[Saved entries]
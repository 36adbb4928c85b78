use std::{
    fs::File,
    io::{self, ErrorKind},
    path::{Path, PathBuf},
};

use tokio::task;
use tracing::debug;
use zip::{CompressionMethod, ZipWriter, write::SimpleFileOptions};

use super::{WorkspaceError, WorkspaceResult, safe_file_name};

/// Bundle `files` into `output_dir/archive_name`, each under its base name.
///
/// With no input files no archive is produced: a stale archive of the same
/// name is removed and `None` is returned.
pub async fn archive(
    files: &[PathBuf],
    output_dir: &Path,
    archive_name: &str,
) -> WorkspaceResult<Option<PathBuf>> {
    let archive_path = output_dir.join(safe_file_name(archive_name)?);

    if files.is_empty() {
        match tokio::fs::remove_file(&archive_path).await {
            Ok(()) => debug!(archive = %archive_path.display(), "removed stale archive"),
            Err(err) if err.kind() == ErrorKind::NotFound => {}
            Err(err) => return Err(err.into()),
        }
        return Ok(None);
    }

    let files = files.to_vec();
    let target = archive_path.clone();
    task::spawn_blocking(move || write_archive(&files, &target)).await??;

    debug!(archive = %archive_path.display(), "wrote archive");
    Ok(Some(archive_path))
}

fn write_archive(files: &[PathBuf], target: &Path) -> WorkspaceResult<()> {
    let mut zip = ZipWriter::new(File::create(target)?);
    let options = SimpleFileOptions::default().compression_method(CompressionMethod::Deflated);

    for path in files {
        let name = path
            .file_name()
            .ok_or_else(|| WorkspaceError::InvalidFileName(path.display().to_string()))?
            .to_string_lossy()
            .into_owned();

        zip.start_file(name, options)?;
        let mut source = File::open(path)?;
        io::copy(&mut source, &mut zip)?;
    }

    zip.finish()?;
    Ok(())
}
---
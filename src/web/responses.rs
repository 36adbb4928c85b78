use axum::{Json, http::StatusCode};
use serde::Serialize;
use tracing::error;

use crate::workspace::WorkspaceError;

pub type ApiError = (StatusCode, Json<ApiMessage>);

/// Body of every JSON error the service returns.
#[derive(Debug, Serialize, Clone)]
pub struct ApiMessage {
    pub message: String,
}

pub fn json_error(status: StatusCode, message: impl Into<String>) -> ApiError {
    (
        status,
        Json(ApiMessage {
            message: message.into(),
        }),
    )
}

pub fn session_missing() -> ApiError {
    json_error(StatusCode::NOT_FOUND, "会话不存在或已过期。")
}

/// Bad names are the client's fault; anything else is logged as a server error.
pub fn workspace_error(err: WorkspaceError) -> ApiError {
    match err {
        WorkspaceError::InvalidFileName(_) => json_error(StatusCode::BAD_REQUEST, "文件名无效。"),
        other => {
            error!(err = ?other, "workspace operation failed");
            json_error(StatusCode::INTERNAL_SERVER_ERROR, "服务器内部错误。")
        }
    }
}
---
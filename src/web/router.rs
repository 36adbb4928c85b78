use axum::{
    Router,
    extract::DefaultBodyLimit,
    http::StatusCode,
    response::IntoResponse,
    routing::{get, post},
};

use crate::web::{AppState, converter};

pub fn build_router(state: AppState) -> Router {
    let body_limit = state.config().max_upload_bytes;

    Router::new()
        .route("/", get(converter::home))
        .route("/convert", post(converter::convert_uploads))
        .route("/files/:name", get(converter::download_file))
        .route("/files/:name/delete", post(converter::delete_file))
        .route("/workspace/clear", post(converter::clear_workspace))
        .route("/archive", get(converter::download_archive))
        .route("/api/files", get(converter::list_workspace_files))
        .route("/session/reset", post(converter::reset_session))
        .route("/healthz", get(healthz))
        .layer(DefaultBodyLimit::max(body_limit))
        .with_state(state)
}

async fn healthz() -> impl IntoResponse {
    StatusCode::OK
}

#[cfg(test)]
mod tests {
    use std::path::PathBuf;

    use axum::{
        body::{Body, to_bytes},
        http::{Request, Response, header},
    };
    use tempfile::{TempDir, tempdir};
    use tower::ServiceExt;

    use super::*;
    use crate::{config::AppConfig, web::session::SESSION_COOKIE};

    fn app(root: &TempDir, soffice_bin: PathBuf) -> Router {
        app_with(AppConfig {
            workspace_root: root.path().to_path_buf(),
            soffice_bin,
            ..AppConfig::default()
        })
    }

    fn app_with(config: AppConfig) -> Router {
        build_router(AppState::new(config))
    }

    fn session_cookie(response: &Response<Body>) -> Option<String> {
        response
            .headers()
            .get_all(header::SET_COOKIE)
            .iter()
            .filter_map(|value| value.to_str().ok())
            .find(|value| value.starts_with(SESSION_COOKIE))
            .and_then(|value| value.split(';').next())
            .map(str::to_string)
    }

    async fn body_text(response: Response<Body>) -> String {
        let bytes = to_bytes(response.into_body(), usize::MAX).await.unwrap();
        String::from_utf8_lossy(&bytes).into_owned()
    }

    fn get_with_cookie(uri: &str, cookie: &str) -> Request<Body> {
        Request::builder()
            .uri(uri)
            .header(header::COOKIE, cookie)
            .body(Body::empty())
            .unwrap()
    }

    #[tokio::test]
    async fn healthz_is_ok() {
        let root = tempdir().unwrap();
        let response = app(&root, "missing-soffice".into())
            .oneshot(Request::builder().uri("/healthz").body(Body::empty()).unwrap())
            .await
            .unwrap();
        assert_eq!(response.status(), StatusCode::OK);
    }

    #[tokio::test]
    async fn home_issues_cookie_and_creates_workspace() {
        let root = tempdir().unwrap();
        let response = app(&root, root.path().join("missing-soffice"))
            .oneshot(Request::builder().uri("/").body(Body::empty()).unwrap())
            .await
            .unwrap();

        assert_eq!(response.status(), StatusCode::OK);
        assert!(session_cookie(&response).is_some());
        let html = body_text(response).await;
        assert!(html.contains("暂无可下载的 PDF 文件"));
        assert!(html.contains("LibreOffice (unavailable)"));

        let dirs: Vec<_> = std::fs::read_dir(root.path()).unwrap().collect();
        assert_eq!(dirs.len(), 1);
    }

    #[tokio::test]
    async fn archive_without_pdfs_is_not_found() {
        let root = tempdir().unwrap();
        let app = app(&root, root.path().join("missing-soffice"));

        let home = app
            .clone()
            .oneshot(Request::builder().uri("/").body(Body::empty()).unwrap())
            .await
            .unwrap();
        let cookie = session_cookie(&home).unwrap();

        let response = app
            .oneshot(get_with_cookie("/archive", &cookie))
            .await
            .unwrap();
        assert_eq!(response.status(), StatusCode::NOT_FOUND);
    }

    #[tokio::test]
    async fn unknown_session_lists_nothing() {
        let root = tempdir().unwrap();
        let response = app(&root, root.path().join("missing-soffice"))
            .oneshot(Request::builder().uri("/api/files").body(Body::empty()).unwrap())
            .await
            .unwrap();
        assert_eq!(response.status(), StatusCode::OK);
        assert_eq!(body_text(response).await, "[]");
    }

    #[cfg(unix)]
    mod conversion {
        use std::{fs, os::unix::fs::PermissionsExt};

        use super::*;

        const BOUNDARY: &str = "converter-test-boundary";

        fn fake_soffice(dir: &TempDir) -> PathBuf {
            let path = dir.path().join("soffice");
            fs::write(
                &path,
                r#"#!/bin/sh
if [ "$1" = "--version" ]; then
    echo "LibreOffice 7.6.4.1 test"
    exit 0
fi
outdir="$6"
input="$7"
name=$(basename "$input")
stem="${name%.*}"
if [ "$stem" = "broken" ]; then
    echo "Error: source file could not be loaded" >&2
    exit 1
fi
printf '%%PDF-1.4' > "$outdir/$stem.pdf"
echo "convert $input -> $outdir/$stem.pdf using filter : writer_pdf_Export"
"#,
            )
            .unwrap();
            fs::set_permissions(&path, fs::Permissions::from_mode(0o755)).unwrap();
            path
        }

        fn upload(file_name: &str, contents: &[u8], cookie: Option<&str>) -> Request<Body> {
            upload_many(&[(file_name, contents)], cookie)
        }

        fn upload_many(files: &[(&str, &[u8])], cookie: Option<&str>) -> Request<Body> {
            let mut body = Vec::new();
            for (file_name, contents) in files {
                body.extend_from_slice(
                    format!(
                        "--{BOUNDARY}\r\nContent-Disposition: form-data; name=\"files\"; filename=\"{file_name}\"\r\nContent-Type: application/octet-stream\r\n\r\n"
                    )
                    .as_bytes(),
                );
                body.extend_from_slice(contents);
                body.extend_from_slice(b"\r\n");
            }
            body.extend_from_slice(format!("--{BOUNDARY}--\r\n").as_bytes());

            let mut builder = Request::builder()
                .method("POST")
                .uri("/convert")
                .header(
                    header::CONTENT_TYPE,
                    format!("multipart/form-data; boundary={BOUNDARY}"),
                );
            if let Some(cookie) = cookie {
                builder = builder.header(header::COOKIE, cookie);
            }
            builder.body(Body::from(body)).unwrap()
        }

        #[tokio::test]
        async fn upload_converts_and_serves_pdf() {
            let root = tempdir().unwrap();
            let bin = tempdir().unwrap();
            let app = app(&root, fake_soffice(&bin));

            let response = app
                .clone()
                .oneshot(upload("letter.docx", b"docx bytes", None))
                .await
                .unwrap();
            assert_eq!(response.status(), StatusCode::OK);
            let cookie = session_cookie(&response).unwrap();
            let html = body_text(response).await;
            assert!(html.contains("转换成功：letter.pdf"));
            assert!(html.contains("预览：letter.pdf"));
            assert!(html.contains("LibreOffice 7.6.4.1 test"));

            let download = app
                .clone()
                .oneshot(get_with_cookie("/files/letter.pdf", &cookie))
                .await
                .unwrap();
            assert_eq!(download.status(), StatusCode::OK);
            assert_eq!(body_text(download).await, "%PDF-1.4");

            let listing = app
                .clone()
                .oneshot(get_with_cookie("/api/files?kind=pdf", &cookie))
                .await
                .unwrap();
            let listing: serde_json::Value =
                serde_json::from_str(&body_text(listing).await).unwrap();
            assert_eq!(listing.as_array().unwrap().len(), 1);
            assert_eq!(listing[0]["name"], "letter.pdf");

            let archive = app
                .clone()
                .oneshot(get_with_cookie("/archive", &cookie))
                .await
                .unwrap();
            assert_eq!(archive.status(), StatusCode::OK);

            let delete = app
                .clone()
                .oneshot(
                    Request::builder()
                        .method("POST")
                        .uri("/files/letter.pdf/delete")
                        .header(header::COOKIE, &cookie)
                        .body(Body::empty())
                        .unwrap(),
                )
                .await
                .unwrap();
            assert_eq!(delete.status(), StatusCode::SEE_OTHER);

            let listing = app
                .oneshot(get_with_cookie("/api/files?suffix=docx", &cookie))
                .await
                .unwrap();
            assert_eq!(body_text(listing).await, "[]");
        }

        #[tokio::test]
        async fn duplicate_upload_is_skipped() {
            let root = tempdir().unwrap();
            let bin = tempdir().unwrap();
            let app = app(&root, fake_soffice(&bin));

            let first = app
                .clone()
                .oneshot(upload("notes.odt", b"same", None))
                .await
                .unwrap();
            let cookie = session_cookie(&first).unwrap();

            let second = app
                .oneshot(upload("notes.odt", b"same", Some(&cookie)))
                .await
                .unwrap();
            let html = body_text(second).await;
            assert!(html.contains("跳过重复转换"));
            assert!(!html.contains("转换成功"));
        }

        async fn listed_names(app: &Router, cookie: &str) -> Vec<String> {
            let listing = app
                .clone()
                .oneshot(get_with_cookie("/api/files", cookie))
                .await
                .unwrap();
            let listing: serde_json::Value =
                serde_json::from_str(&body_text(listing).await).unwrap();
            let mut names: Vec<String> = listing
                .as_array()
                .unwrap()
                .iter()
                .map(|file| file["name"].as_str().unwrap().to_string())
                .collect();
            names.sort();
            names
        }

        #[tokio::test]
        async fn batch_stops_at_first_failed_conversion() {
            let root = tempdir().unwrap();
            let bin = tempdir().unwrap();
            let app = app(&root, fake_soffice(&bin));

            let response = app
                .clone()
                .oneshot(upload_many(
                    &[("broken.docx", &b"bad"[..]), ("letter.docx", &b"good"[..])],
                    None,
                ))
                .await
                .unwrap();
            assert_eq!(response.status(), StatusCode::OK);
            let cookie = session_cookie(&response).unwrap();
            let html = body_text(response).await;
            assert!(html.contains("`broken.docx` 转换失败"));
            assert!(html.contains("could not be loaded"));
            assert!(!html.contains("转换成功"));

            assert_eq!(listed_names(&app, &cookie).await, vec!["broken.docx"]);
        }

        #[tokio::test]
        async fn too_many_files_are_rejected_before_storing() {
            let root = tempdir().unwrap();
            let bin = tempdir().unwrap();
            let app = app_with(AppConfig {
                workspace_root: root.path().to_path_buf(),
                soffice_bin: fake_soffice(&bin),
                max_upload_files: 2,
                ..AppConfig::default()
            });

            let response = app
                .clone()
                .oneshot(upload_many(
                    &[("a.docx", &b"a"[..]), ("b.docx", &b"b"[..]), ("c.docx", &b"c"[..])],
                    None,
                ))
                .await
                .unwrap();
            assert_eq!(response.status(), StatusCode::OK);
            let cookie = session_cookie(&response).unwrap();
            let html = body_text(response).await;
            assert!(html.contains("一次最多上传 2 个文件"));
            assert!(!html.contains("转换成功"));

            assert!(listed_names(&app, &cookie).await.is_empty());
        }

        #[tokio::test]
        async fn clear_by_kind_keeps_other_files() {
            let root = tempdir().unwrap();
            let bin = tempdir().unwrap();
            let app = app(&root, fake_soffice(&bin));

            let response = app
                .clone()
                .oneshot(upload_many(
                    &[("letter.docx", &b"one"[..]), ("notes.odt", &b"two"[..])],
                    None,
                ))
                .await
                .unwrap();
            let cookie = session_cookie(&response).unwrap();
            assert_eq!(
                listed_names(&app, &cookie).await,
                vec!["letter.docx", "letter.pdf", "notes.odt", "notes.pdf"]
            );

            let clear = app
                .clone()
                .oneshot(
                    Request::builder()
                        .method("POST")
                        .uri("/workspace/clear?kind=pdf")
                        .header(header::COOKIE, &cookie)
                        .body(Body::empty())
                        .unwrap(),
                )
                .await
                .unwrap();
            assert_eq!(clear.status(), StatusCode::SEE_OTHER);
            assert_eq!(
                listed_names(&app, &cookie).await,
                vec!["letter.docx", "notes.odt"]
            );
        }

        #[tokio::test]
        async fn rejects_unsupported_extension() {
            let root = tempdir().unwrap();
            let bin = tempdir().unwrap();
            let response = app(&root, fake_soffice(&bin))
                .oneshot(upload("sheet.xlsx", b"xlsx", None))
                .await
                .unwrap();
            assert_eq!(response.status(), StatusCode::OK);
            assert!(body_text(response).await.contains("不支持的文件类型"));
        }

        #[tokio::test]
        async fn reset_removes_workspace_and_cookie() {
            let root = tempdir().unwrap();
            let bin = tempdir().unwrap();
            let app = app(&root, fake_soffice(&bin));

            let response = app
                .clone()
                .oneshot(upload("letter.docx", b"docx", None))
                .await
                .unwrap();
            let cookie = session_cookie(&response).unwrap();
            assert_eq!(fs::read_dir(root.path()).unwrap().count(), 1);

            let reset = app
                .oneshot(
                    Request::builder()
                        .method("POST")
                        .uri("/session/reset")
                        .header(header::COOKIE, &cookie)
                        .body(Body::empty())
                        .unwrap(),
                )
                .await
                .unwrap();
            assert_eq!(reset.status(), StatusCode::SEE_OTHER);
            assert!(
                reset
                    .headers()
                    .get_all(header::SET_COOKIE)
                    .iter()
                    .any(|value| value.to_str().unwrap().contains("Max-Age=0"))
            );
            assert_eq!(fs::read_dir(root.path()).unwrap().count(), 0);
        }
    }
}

● Task directions: Going through the data above, return each line with the word "contents".

● Answer to the exercise:
        fn upload(file_name: &str, contents: &[u8], cookie: Option<&str>) -> Request<Body> {
            upload_many(&[(file_name, contents)], cookie)
            for (file_name, contents) in files {
                body.extend_from_slice(contents);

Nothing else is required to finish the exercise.